Provided material >>
+ + + + +

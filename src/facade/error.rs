//! Error-to-HTTP mapping (SPEC_FULL.md §7): the facade's concern, not the
//! core's. `Insufficient` never reaches here — it is carried inside a
//! successful `AnomalyCheckResponse` as `cannot_determine`.

use crate::core::error::CoreError;
use axum::http::StatusCode;
use axum::response::{IntoResponse, Response};
use axum::Json;
use serde::Serialize;

#[derive(Serialize)]
struct ErrorBody {
    error: ErrorDetail,
}

#[derive(Serialize)]
struct ErrorDetail {
    code: &'static str,
    message: String,
    details: Option<String>,
}

pub struct ApiError(CoreError);

impl From<CoreError> for ApiError {
    fn from(err: CoreError) -> Self {
        ApiError(err)
    }
}

impl IntoResponse for ApiError {
    fn into_response(self) -> Response {
        let (status, code) = match &self.0 {
            CoreError::InvalidInput(_) => (StatusCode::BAD_REQUEST, "invalid_input"),
            CoreError::NotFound(_) => (StatusCode::NOT_FOUND, "not_found"),
            CoreError::Transient(_) => (StatusCode::BAD_GATEWAY, "transient"),
            CoreError::Permanent(_) => (StatusCode::INTERNAL_SERVER_ERROR, "permanent"),
        };
        // Transient/Permanent wrap an `anyhow::Error`; its source chain is
        // useful to an operator but noisier than the top-level message, so
        // it only goes in `details`.
        let details = match &self.0 {
            CoreError::Transient(err) | CoreError::Permanent(err) => Some(format!("{err:?}")),
            CoreError::InvalidInput(_) | CoreError::NotFound(_) => None,
        };
        let body = ErrorBody {
            error: ErrorDetail {
                code,
                message: self.0.to_string(),
                details,
            },
        };
        (status, Json(body)).into_response()
    }
}

#[cfg(test)]
mod tests {
    use super::*;

    #[test]
    fn invalid_input_maps_to_400_with_no_details() {
        let resp = ApiError::from(CoreError::InvalidInput("bad hour".into())).into_response();
        assert_eq!(resp.status(), StatusCode::BAD_REQUEST);
    }

    #[test]
    fn not_found_maps_to_404() {
        let resp = ApiError::from(CoreError::NotFound("base:a|b|0|weekday".into())).into_response();
        assert_eq!(resp.status(), StatusCode::NOT_FOUND);
    }

    #[test]
    fn transient_maps_to_502() {
        let resp = ApiError::from(CoreError::transient(anyhow::anyhow!("redis down"))).into_response();
        assert_eq!(resp.status(), StatusCode::BAD_GATEWAY);
    }

    #[test]
    fn permanent_maps_to_500() {
        let resp = ApiError::from(CoreError::permanent(anyhow::anyhow!("bad config"))).into_response();
        assert_eq!(resp.status(), StatusCode::INTERNAL_SERVER_ERROR);
    }
}
//! Available Services Listing (SPEC_FULL.md §4.10), grounded in
//! `original_source/internal/service/list_available.go`: lists every
//! baseline key with at least one sample and groups it by service, without
//! bucket detail.

use crate::core::error::CoreResult;
use crate::core::keys::parse_baseline_key;
use crate::core::model::AvailableServicesResponse;
use crate::core::store::Store;
use std::collections::HashMap;
use std::sync::Arc;

pub struct ListAvailable {
    store: Arc<dyn Store>,
}

impl ListAvailable {
    pub fn new(store: Arc<dyn Store>) -> Self {
        ListAvailable { store }
    }

    pub async fn list(&self) -> CoreResult<AvailableServicesResponse> {
        let keys = self.store.list_baseline_keys(1).await?;

        let mut trace_endpoints: HashMap<String, Vec<String>> = HashMap::new();
        let mut span_names: HashMap<String, Vec<String>> = HashMap::new();

        for key in &keys {
            let Some(parsed) = parse_baseline_key(key) else {
                continue;
            };
            let bucket = if parsed.is_span {
                span_names.entry(parsed.service).or_default()
            } else {
                trace_endpoints.entry(parsed.service).or_default()
            };
            if !bucket.contains(&parsed.leaf) {
                bucket.push(parsed.leaf);
            }
        }

        for endpoints in trace_endpoints.values_mut() {
            endpoints.sort();
        }
        for names in span_names.values_mut() {
            names.sort();
        }

        Ok(AvailableServicesResponse {
            trace_endpoints,
            span_names,
        })
    }
}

+ + + + +

What the task requires >> All the lines above need to be printed again, exactly.

Result of this task >>
filename src/facade/error.rs
//! Error-to-HTTP mapping (SPEC_FULL.md §7): the facade's concern, not the
//! core's. `Insufficient` never reaches here — it is carried inside a
//! successful `AnomalyCheckResponse` as `cannot_determine`.

use crate::core::error::CoreError;
use axum::http::StatusCode;
use axum::response::{IntoResponse, Response};
use axum::Json;
use serde::Serialize;

#[derive(Serialize)]
struct ErrorBody {
    error: ErrorDetail,
}

#[derive(Serialize)]
struct ErrorDetail {
    code: &'static str,
    message: String,
    details: Option<String>,
}

pub struct ApiError(CoreError);

impl From<CoreError> for ApiError {
    fn from(err: CoreError) -> Self {
        ApiError(err)
    }
}

impl IntoResponse for ApiError {
    fn into_response(self) -> Response {
        let (status, code) = match &self.0 {
            CoreError::InvalidInput(_) => (StatusCode::BAD_REQUEST, "invalid_input"),
            CoreError::NotFound(_) => (StatusCode::NOT_FOUND, "not_found"),
            CoreError::Transient(_) => (StatusCode::BAD_GATEWAY, "transient"),
            CoreError::Permanent(_) => (StatusCode::INTERNAL_SERVER_ERROR, "permanent"),
        };
        // Transient/Permanent wrap an `anyhow::Error`; its source chain is
        // useful to an operator but noisier than the top-level message, so
        // it only goes in `details`.
        let details = match &self.0 {
            CoreError::Transient(err) | CoreError::Permanent(err) => Some(format!("{err:?}")),
            CoreError::InvalidInput(_) | CoreError::NotFound(_) => None,
        };
        let body = ErrorBody {
            error: ErrorDetail {
                code,
                message: self.0.to_string(),
                details,
            },
        };
        (status, Json(body)).into_response()
    }
}

#[cfg(test)]
mod tests {
    use super::*;

    #[test]
    fn invalid_input_maps_to_400_with_no_details() {
        let resp = ApiError::from(CoreError::InvalidInput("bad hour".into())).into_response();
        assert_eq!(resp.status(), StatusCode::BAD_REQUEST);
    }

    #[test]
    fn not_found_maps_to_404() {
        let resp = ApiError::from(CoreError::NotFound("base:a|b|0|weekday".into())).into_response();
        assert_eq!(resp.status(), StatusCode::NOT_FOUND);
    }

    #[test]
    fn transient_maps_to_502() {
        let resp = ApiError::from(CoreError::transient(anyhow::anyhow!("redis down"))).into_response();
        assert_eq!(resp.status(), StatusCode::BAD_GATEWAY);
    }

    #[test]
    fn permanent_maps_to_500() {
        let resp = ApiError::from(CoreError::permanent(anyhow::anyhow!("bad config"))).into_response();
        assert_eq!(resp.status(), StatusCode::INTERNAL_SERVER_ERROR);
    }
}
//! Available Services Listing (SPEC_FULL.md §4.10), grounded in
//! `original_source/internal/service/list_available.go`: lists every
//! baseline key with at least one sample and groups it by service, without
//! bucket detail.

use crate::core::error::CoreResult;
use crate::core::keys::parse_baseline_key;
use crate::core::model::AvailableServicesResponse;
use crate::core::store::Store;
use std::collections::HashMap;
use std::sync::Arc;

pub struct ListAvailable {
    store: Arc<dyn Store>,
}

impl ListAvailable {
    pub fn new(store: Arc<dyn Store>) -> Self {
        ListAvailable { store }
    }

    pub async fn list(&self) -> CoreResult<AvailableServicesResponse> {
        let keys = self.store.list_baseline_keys(1).await?;

        let mut trace_endpoints: HashMap<String, Vec<String>> = HashMap::new();
        let mut span_names: HashMap<String, Vec<String>> = HashMap::new();

        for key in &keys {
            let Some(parsed) = parse_baseline_key(key) else {
                continue;
            };
            let bucket = if parsed.is_span {
                span_names.entry(parsed.service).or_default()
            } else {
                trace_endpoints.entry(parsed.service).or_default()
            };
            if !bucket.contains(&parsed.leaf) {
                bucket.push(parsed.leaf);
            }
        }

        for endpoints in trace_endpoints.values_mut() {
            endpoints.sort();
        }
        for names in span_names.values_mut() {
            names.sort();
        }

        Ok(AvailableServicesResponse {
            trace_endpoints,
            span_names,
        })
    }
}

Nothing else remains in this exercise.